#### What to work on
The lines wanted are those in the data below that include "PersistenceError".

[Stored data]
━━━
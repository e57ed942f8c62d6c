//! # Nexus Node
//!
//! Runtime that assembles the Nexus components into one process:
//!
//! ```text
//!            ┌──────────── HTTP / WebSocket (axum) ────────────┐
//!            │  /health /metrics /entities /streams   /ws/...  │
//!            └───────────────┬──────────────────────────┬──────┘
//!                            │                          │ ingest
//!   ┌────────────┐     ┌─────▼─────┐   publish   ┌──────▼─────┐
//!   │ EntityState│◄────│  handlers │◄────────────│  EventBus  │◄──► peers
//!   │   Store    │     └─────┬─────┘             └────────────┘
//!   └─────┬──────┘           │ start
//!         │ fan-out    ┌─────▼──────┐
//!         └──► sockets │  Streams   │
//!                      └────────────┘
//! ```
//!
//! The binary in `main.rs` loads configuration, initializes telemetry and
//! runs a [`NexusRuntime`] until Ctrl+C.

#![allow(clippy::missing_const_for_fn)]
#![cfg_attr(test, allow(clippy::unwrap_used))]
#![cfg_attr(test, allow(clippy::expect_used))]
#![cfg_attr(test, allow(clippy::panic))]

pub mod adapters;
pub mod container;
pub mod handlers;
pub mod http;

pub use container::{ConfigError, NexusContainer, NodeConfig};

use nexus_state::PersistenceError;
use nexus_telemetry::TelemetryError;
use nexus_types::NexusError;
use std::net::SocketAddr;
use std::sync::Arc;
use std::time::Duration;
use thiserror::Error;
use tokio::net::TcpListener;
use tokio::sync::Mutex;
use tokio::task::JoinHandle;
use tokio_util::sync::CancellationToken;
use tracing::{error, info, warn};

/// How long open HTTP requests may take to finish after shutdown begins.
const SERVER_DRAIN_TIMEOUT: Duration = Duration::from_secs(5);

/// Startup and runtime errors of the node.
#[derive(Debug, Error)]
pub enum NodeError {
    #[error(transparent)]
    Config(#[from] ConfigError),

    #[error(transparent)]
    Component(#[from] NexusError),

    #[error(transparent)]
    Persistence(#[from] PersistenceError),

    #[error(transparent)]
    Telemetry(#[from] TelemetryError),

    #[error("I/O error: {0}")]
    Io(#[from] std::io::Error),
}

/// A running Nexus node.
pub struct NexusRuntime {
    config: NodeConfig,
    container: Arc<NexusContainer>,
    shutdown: CancellationToken,
    server: Mutex<Option<JoinHandle<std::io::Result<()>>>>,
}

impl NexusRuntime {
    /// Build all components. Nothing runs until [`start`](Self::start).
    pub async fn new(config: NodeConfig) -> Result<Self, NodeError> {
        let container = NexusContainer::build(&config).await?;
        Ok(Self::from_container(config, container))
    }

    /// Wrap an already built container, e.g. one sharing a transport with peers.
    #[must_use]
    pub fn from_container(config: NodeConfig, container: NexusContainer) -> Self {
        Self {
            config,
            container: Arc::new(container),
            shutdown: CancellationToken::new(),
            server: Mutex::new(None),
        }
    }

    #[must_use]
    pub fn config(&self) -> &NodeConfig {
        &self.config
    }

    #[must_use]
    pub fn container(&self) -> &Arc<NexusContainer> {
        &self.container
    }

    /// Start bus workers, the bridge, the idle sweeper and persistence.
    pub fn start(&self) {
        let c = &self.container;
        info!("===========================================");
        info!("  Nexus Node v{}", env!("CARGO_PKG_VERSION"));
        info!("===========================================");
        info!(instance_id = %c.bus.instance_id(), "Instance");
        info!(
            services = c.catalog.service_count(),
            topics = c.catalog.topic_count(),
            "Catalog"
        );
        info!(
            entity_type = %c.store.config().entity_type,
            persistence = self.config.data_dir.is_some(),
            "Entity store"
        );
        info!(streams = ?c.streams.topics(), "Stream handlers");
        c.start();
    }

    /// Bind the HTTP listener and serve in the background.
    ///
    /// Returns the bound address (useful with port `0`).
    pub async fn serve(&self) -> Result<SocketAddr, NodeError> {
        let addr = self.config.http.addr()?;
        let listener = TcpListener::bind(addr).await?;
        let local_addr = listener.local_addr()?;

        let app = http::router(self.container.clone());
        let shutdown = self.shutdown.clone();
        let handle = tokio::spawn(async move {
            axum::serve(
                listener,
                app.into_make_service_with_connect_info::<SocketAddr>(),
            )
            .with_graceful_shutdown(shutdown.cancelled_owned())
            .await
        });
        *self.server.lock().await = Some(handle);

        info!(addr = %local_addr, "HTTP/WebSocket server listening");
        Ok(local_addr)
    }

    /// Close sockets, stop the server, then stop the components.
    pub async fn shutdown(&self) {
        info!("Shutting down Nexus node...");
        self.shutdown.cancel();
        self.container.gateway.shutdown().await;

        if let Some(handle) = self.server.lock().await.take() {
            match tokio::time::timeout(SERVER_DRAIN_TIMEOUT, handle).await {
                Ok(Ok(Ok(()))) => {}
                Ok(Ok(Err(e))) => error!(error = %e, "HTTP server error"),
                Ok(Err(e)) => error!(error = %e, "HTTP server task failed"),
                Err(_) => warn!("HTTP server did not drain in time"),
            }
        }

        self.container.shutdown().await;
        info!("Nexus node stopped");
    }
}

#[cfg(test)]
mod tests {
    use super::*;
    use tokio::io::{AsyncReadExt, AsyncWriteExt};

    fn local_config() -> NodeConfig {
        let mut config = NodeConfig::default();
        config.http.host = "127.0.0.1".into();
        config.http.port = 0;
        config
    }

    #[tokio::test]
    async fn test_serve_and_shutdown() {
        let runtime = NexusRuntime::new(local_config()).await.unwrap();
        runtime.start();
        let addr = runtime.serve().await.unwrap();
        assert_ne!(addr.port(), 0);

        let mut stream = tokio::net::TcpStream::connect(addr).await.unwrap();
        stream
            .write_all(b"GET /health HTTP/1.1\r\nHost: localhost\r\nConnection: close\r\n\r\n")
            .await
            .unwrap();
        let mut response = String::new();
        stream.read_to_string(&mut response).await.unwrap();
        assert!(response.starts_with("HTTP/1.1 200"));
        assert!(response.contains("healthy"));

        tokio::time::timeout(Duration::from_secs(10), runtime.shutdown())
            .await
            .unwrap();
        assert!(tokio::net::TcpStream::connect(addr).await.is_err());
    }

    #[tokio::test]
    async fn test_invalid_listen_address() {
        let mut config = local_config();
        config.http.host = "not an address".into();
        let runtime = NexusRuntime::new(config).await.unwrap();
        assert!(matches!(runtime.serve().await, Err(NodeError::Config(_))));
    }
}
━━━
#### Final answer
use nexus_state::PersistenceError;
    Persistence(#[from] PersistenceError),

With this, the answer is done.